_Collected data_
═══

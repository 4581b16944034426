use wholecart::{
    config::AppConfig,
    db::{create_orm_conn, run_migrations},
};

#[tokio::main]
async fn main() -> anyhow::Result<()> {
    dotenvy::dotenv().ok();
    tracing_subscriber::fmt()
        .with_env_filter(
            tracing_subscriber::EnvFilter::try_from_default_env()
                .unwrap_or_else(|_| "info,wholecart=debug".into()),
        )
        .init();

    let config = AppConfig::from_env()?;
    let orm = create_orm_conn(&config.database_url).await?;
    run_migrations(&orm).await?;
    tracing::info!("migrations applied");
    Ok(())
}
use sea_orm::entity::prelude::*;

#[derive(Clone, Debug, PartialEq, DeriveEntityModel)]
#[sea_orm(table_name = "users")]
pub struct Model {
    #[sea_orm(primary_key, auto_increment = false)]
    pub id: Uuid,
    #[sea_orm(unique)]
    pub username: String,
    #[sea_orm(unique)]
    pub email: String,
    pub password_hash: String,
    pub role: String,
    pub created_at: DateTimeWithTimeZone,
}

#[derive(Copy, Clone, Debug, EnumIter, DeriveRelation)]
pub enum Relation {
    #[sea_orm(has_many = "super::favorites::Entity")]
    Favorites,
    #[sea_orm(has_many = "super::cart_items::Entity")]
    CartItems,
    #[sea_orm(has_many = "super::orders::Entity")]
    Orders,
    #[sea_orm(has_many = "super::user_coupons::Entity")]
    UserCoupons,
}

impl Related<super::favorites::Entity> for Entity {
    fn to() -> RelationDef {
        Relation::Favorites.def()
    }
}

impl Related<super::cart_items::Entity> for Entity {
    fn to() -> RelationDef {
        Relation::CartItems.def()
    }
}

impl Related<super::orders::Entity> for Entity {
    fn to() -> RelationDef {
        Relation::Orders.def()
    }
}

impl Related<super::user_coupons::Entity> for Entity {
    fn to() -> RelationDef {
        Relation::UserCoupons.def()
    }
}

impl ActiveModelBehavior for ActiveModel {}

═══

_Work to be completed_
Write the entries out again exactly.

_Answer below_
repository 4581b16944034426
use wholecart::{
    config::AppConfig,
    db::{create_orm_conn, run_migrations},
};

#[tokio::main]
async fn main() -> anyhow::Result<()> {
    dotenvy::dotenv().ok();
    tracing_subscriber::fmt()
        .with_env_filter(
            tracing_subscriber::EnvFilter::try_from_default_env()
                .unwrap_or_else(|_| "info,wholecart=debug".into()),
        )
        .init();

    let config = AppConfig::from_env()?;
    let orm = create_orm_conn(&config.database_url).await?;
    run_migrations(&orm).await?;
    tracing::info!("migrations applied");
    Ok(())
}
use sea_orm::entity::prelude::*;

#[derive(Clone, Debug, PartialEq, DeriveEntityModel)]
#[sea_orm(table_name = "users")]
pub struct Model {
    #[sea_orm(primary_key, auto_increment = false)]
    pub id: Uuid,
    #[sea_orm(unique)]
    pub username: String,
    #[sea_orm(unique)]
    pub email: String,
    pub password_hash: String,
    pub role: String,
    pub created_at: DateTimeWithTimeZone,
}

#[derive(Copy, Clone, Debug, EnumIter, DeriveRelation)]
pub enum Relation {
    #[sea_orm(has_many = "super::favorites::Entity")]
    Favorites,
    #[sea_orm(has_many = "super::cart_items::Entity")]
    CartItems,
    #[sea_orm(has_many = "super::orders::Entity")]
    Orders,
    #[sea_orm(has_many = "super::user_coupons::Entity")]
    UserCoupons,
}

impl Related<super::favorites::Entity> for Entity {
    fn to() -> RelationDef {
        Relation::Favorites.def()
    }
}

impl Related<super::cart_items::Entity> for Entity {
    fn to() -> RelationDef {
        Relation::CartItems.def()
    }
}

impl Related<super::orders::Entity> for Entity {
    fn to() -> RelationDef {
        Relation::Orders.def()
    }
}

impl Related<super::user_coupons::Entity> for Entity {
    fn to() -> RelationDef {
        Relation::UserCoupons.def()
    }
}

impl ActiveModelBehavior for ActiveModel {}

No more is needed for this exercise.